**TASK STATEMENT:** The output should be all lines of the entries below in which the word "QueryError" occurs.

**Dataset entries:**

:::::

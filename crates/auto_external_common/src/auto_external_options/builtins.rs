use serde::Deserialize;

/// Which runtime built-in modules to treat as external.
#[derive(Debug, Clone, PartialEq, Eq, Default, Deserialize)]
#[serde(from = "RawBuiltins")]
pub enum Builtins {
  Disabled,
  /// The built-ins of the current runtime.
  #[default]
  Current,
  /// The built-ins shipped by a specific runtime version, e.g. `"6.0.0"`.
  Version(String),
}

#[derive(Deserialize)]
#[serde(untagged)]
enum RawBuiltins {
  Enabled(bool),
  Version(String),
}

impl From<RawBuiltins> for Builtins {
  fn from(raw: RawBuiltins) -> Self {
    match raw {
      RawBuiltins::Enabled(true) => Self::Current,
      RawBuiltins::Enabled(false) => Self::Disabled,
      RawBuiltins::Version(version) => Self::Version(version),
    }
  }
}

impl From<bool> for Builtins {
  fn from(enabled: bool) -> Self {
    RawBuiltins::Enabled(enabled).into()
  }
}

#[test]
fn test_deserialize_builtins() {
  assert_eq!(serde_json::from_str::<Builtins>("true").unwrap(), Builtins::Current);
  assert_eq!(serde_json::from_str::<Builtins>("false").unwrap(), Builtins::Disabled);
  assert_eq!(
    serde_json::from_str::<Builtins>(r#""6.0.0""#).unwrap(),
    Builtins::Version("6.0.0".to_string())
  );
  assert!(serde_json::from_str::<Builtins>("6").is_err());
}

:::::

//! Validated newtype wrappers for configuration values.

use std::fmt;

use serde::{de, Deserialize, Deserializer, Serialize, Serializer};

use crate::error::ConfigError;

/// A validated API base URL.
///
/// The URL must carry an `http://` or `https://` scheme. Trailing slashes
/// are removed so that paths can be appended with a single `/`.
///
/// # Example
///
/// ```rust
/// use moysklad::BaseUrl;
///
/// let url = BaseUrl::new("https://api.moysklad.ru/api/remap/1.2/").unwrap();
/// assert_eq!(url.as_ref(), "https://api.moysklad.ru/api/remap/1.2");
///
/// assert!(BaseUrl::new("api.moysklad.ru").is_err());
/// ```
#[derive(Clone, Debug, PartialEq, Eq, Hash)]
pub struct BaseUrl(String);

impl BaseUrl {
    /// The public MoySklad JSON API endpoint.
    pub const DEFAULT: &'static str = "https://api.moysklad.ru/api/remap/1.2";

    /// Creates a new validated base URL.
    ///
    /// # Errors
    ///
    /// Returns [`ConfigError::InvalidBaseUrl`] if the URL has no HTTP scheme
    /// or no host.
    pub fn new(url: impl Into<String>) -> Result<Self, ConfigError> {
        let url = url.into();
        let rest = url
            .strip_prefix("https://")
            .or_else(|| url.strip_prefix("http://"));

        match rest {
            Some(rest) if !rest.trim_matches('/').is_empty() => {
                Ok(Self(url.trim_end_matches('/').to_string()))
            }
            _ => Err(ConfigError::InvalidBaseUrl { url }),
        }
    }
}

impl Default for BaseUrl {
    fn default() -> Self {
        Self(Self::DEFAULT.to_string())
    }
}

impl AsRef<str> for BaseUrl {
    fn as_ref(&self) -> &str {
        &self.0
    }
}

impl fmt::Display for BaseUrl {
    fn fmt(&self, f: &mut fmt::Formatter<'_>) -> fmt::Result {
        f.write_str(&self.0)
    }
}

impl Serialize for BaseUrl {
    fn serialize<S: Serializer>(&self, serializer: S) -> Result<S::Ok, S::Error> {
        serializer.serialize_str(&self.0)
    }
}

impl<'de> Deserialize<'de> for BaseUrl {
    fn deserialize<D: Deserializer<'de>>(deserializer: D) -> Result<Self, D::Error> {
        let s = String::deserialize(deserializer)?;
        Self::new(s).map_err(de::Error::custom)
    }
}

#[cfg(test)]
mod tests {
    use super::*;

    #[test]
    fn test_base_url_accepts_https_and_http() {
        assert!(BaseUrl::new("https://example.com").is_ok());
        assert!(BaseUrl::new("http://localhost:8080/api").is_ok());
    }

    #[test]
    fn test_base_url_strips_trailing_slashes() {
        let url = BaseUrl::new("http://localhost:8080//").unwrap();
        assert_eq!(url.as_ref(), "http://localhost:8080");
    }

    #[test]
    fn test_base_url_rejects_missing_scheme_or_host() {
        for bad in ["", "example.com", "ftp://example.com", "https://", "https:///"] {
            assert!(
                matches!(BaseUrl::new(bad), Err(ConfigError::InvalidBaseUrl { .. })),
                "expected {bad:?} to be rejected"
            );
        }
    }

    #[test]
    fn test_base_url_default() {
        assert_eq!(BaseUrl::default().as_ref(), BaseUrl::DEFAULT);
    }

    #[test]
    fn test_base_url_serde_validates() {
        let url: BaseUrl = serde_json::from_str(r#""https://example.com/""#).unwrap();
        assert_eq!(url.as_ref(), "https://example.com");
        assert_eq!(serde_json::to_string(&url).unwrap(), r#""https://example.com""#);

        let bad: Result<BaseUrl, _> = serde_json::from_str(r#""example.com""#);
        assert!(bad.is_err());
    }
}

:::::

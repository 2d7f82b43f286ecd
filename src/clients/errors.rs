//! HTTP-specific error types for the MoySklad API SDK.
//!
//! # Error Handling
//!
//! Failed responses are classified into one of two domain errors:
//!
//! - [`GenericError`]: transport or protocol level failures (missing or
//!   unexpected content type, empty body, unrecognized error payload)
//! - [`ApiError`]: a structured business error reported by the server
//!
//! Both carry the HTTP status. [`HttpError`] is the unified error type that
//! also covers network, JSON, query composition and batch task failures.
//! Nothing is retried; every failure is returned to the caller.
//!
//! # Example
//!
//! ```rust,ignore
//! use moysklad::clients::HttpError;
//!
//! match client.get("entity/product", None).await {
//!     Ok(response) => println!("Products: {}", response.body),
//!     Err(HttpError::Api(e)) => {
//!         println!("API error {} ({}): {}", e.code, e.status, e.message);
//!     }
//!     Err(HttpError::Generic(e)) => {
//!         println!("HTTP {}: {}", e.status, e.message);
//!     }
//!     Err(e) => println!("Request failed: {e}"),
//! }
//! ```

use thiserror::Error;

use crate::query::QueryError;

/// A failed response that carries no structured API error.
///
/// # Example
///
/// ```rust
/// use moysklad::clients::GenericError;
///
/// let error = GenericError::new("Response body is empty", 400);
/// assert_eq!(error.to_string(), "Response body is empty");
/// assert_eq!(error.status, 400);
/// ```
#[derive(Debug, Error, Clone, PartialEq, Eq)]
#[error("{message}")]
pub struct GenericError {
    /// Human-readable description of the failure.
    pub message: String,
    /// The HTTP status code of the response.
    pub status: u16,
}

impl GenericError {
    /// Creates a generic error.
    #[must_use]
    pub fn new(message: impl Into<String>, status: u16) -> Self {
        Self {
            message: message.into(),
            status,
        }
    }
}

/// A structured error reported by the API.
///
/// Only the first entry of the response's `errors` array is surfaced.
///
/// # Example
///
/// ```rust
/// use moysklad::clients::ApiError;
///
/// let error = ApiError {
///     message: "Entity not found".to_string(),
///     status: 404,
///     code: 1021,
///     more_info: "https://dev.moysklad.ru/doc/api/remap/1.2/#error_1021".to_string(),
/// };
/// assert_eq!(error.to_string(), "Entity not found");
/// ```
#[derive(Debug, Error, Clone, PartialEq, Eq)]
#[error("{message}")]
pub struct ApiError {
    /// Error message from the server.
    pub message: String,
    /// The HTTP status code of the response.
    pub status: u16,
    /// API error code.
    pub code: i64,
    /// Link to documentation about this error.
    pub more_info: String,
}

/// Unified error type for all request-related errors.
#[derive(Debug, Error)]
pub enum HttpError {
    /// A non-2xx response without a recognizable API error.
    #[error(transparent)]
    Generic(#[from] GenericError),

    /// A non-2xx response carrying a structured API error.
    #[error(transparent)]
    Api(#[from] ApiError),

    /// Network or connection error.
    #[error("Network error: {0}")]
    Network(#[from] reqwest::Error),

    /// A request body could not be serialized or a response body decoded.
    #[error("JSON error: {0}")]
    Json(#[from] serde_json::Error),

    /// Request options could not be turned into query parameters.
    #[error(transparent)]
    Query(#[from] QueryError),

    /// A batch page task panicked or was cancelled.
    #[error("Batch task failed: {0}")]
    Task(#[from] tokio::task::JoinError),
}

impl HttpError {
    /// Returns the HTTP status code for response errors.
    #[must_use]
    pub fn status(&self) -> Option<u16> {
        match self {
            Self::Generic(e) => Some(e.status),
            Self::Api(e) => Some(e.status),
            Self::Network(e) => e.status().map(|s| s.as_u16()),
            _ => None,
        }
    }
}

:::::

**ANSWER SPACE:**
use crate::query::QueryError;
    Query(#[from] QueryError),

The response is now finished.